I funzionari venezuelani, sperando di porre fine allo scontro tra il loro Paese e gli Stati Uniti, hanno offerto all’amministrazione Trump una quota dominante nel petrolio e in altre ricchezze minerarie del Venezuela, in trattative durate mesi, secondo diverse fonti vicine ai colloqui.

L’offerta di vasta portata è rimasta sul tavolo mentre l’amministrazione Trump definiva il governo del presidente venezuelano Nicolás Maduro un “cartello del narcoterrorismo”, ammassava navi da guerra nei Caraibi e iniziava a far saltare in aria imbarcazioni che, secondo i funzionari americani, trasportavano droga dal Venezuela.

In base a un accordo discusso tra un alto funzionario statunitense e i principali collaboratori di Maduro, l’uomo forte venezuelano si è offerto di aprire tutti i progetti petroliferi e auriferi esistenti e futuri alle aziende americane, di concedere contratti preferenziali alle aziende americane, di invertire il flusso delle esportazioni di petrolio venezuelano dalla Cina agli Stati Uniti e di tagliare i contratti energetici e minerari del suo Paese con aziende cinesi, iraniane e russe.

Tuttavia, il rapporto afferma che il Presidente Trump ha comunque respinto questa offerta. Il consenso generale è che la dura linea anti-Maduro del Segretario di Stato Marco Rubio abbia prevalso, anche a favore dell’attivista e leader oppositrice María Corina Machado, a cui venerdì è stato appena conferito il Premio Nobel per la Pace. Il Nobel le è stato conferito, presumibilmente, per aver mantenuto “ardente la fiamma della democrazia”.

“Dietro le quinte, tuttavia, gli alti funzionari del Venezuela, con la benedizione del signor Maduro, hanno offerto a Washington concessioni di vasta portata che eliminerebbero sostanzialmente le vestigia del nazionalismo delle risorse al centro del movimento del signor Chávez”, continua il NY Times.

A quanto pare, l’amministrazione statunitense è attualmente più attratta dalla sua stessa strategia economica.
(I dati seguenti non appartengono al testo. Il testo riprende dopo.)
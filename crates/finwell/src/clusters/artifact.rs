use super::{BehavioralClassifier, FeatureVector, FEATURE_COUNT};
use serde::Deserialize;
use std::fs::File;
use std::io::BufReader;
use std::path::{Path, PathBuf};

const NORMALIZER_FILE: &str = "normalizer.json";
const CENTROIDS_FILE: &str = "centroids.json";

/// Failures while loading or validating the trained artifacts. These only
/// surface at startup; classification itself is infallible.
#[derive(Debug, thiserror::Error)]
pub enum ClusterModelError {
    #[error("failed to read model artifact {path}")]
    Read {
        path: PathBuf,
        source: std::io::Error,
    },
    #[error("failed to parse model artifact {path}")]
    Parse {
        path: PathBuf,
        source: serde_json::Error,
    },
    #[error("model artifact {path} expects {expected} features, found {found}")]
    FeatureMismatch {
        path: PathBuf,
        expected: usize,
        found: usize,
    },
    #[error("normalizer scale for feature {index} must be non-zero")]
    DegenerateScale { index: usize },
    #[error("centroid set must not be empty")]
    NoCentroids,
}

/// Per-feature standardization parameters fitted during training.
#[derive(Debug, Deserialize)]
struct NormalizerSpec {
    mean: Vec<f64>,
    scale: Vec<f64>,
}

#[derive(Debug, Deserialize)]
struct CentroidSpec {
    centroids: Vec<Vec<f64>>,
}

/// Pre-trained clustering model: a feature normalizer plus k-means
/// centroids, deserialized once at startup and immutable thereafter.
#[derive(Debug)]
pub struct ClusterModel {
    mean: Vec<f64>,
    scale: Vec<f64>,
    centroids: Vec<Vec<f64>>,
}

impl ClusterModel {
    /// Loads `normalizer.json` and `centroids.json` from the given
    /// directory and validates their shapes against [`FEATURE_COUNT`].
    pub fn load(dir: &Path) -> Result<Self, ClusterModelError> {
        let normalizer: NormalizerSpec = read_artifact(&dir.join(NORMALIZER_FILE))?;
        let centroid_spec: CentroidSpec = read_artifact(&dir.join(CENTROIDS_FILE))?;

        for len in [normalizer.mean.len(), normalizer.scale.len()] {
            if len != FEATURE_COUNT {
                return Err(ClusterModelError::FeatureMismatch {
                    path: dir.join(NORMALIZER_FILE),
                    expected: FEATURE_COUNT,
                    found: len,
                });
            }
        }
        if let Some(index) = normalizer.scale.iter().position(|scale| *scale == 0.0) {
            return Err(ClusterModelError::DegenerateScale { index });
        }

        if centroid_spec.centroids.is_empty() {
            return Err(ClusterModelError::NoCentroids);
        }
        for centroid in &centroid_spec.centroids {
            if centroid.len() != FEATURE_COUNT {
                return Err(ClusterModelError::FeatureMismatch {
                    path: dir.join(CENTROIDS_FILE),
                    expected: FEATURE_COUNT,
                    found: centroid.len(),
                });
            }
        }

        Ok(Self {
            mean: normalizer.mean,
            scale: normalizer.scale,
            centroids: centroid_spec.centroids,
        })
    }

    fn standardize(&self, features: &FeatureVector) -> [f64; FEATURE_COUNT] {
        let mut scaled = [0.0; FEATURE_COUNT];
        for (index, value) in features.0.iter().enumerate() {
            scaled[index] = (value - self.mean[index]) / self.scale[index];
        }
        scaled
    }
}

impl BehavioralClassifier for ClusterModel {
    fn classify(&self, features: &FeatureVector) -> i64 {
        let scaled = self.standardize(features);
        let mut best = 0usize;
        let mut best_distance = f64::INFINITY;
        for (index, centroid) in self.centroids.iter().enumerate() {
            let distance: f64 = centroid
                .iter()
                .zip(scaled.iter())
                .map(|(c, v)| (c - v) * (c - v))
                .sum();
            if distance < best_distance {
                best_distance = distance;
                best = index;
            }
        }
        best as i64
    }
}

fn read_artifact<T: serde::de::DeserializeOwned>(path: &Path) -> Result<T, ClusterModelError> {
    let file = File::open(path).map_err(|source| ClusterModelError::Read {
        path: path.to_path_buf(),
        source,
    })?;
    serde_json::from_reader(BufReader::new(file)).map_err(|source| ClusterModelError::Parse {
        path: path.to_path_buf(),
        source,
    })
}

#[cfg(test)]
mod tests {
    use super::*;

    fn unit_model(centroids: Vec<Vec<f64>>) -> ClusterModel {
        ClusterModel {
            mean: vec![0.0; FEATURE_COUNT],
            scale: vec![1.0; FEATURE_COUNT],
            centroids,
        }
    }

    #[test]
    fn classify_picks_nearest_centroid() {
        let model = unit_model(vec![vec![0.0; FEATURE_COUNT], vec![10.0; FEATURE_COUNT]]);

        let near_origin = FeatureVector([1.0; FEATURE_COUNT]);
        assert_eq!(model.classify(&near_origin), 0);

        let near_far = FeatureVector([9.0; FEATURE_COUNT]);
        assert_eq!(model.classify(&near_far), 1);
    }

    #[test]
    fn standardization_applies_mean_and_scale() {
        let model = ClusterModel {
            mean: vec![5.0; FEATURE_COUNT],
            scale: vec![2.0; FEATURE_COUNT],
            centroids: vec![vec![0.0; FEATURE_COUNT]],
        };

        let scaled = model.standardize(&FeatureVector([9.0; FEATURE_COUNT]));
        assert!(scaled.iter().all(|value| (*value - 2.0).abs() < 1e-9));
    }

    #[test]
    fn load_rejects_missing_directory() {
        let err = ClusterModel::load(Path::new("/nonexistent/model")).unwrap_err();
        assert!(matches!(err, ClusterModelError::Read { .. }));
    }
}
Ha sostenuto che solo la democrazia, lo stato di diritto e l’apertura alla comunità internazionale possono davvero consentire l’accesso straniero alle risorse del Venezuela, e che Maduro non manterrà questa promessa:

“Ha sostenuto che una ricchezza economica ancora maggiore – 1,7 trilioni di dollari in 15 anni – attenderebbe le aziende statunitensi in Venezuela se il suo movimento avviasse una transizione politica. (La signora Machado ha ricevuto venerdì il Premio Nobel per la Pace per quello che il Comitato per il Nobel ha descritto come “il suo instancabile lavoro a favore dei diritti democratici per il popolo venezuelano”).

È davvero curioso che il Comitato per il Nobel, pur negando Trump, abbia scelto di premiare una persona potenzialmente al centro delle politiche statunitensi per il cambio di regime in Venezuela.

Celebrare la Pace cambio di regime “di pace” secondo il Comitato per il Nobel…

La consigliera economica di Machado, Sary Levy, ha sostenuto alla Casa Bianca di Trump che “ciò che Maduro offre agli investitori non è stabilità, ma controllo, controllo mantenuto attraverso il terrore”. Ha dichiarato al Times: “L’amministrazione Trump ha dimostrato la chiara intenzione di non cedere a queste offerte di soluzioni facili”.

[1] They Are Making Venezuela’s Economy Scream. The Eighteenth Newsletter (2025). Tricontinental. 1/5/2025.

[2] https://www.eurasia-rivista.com/il-nobel-per-la-pace-e-una-dichiarazione-di-guerra/

[3] Anatoly Kurmanaev, Julian E. Barnes Turkewitz. Venezuela’s Maduro Offered the U.S. His Nation’s Riches to Avoid Conflict. The New York Times. 10/06/2025.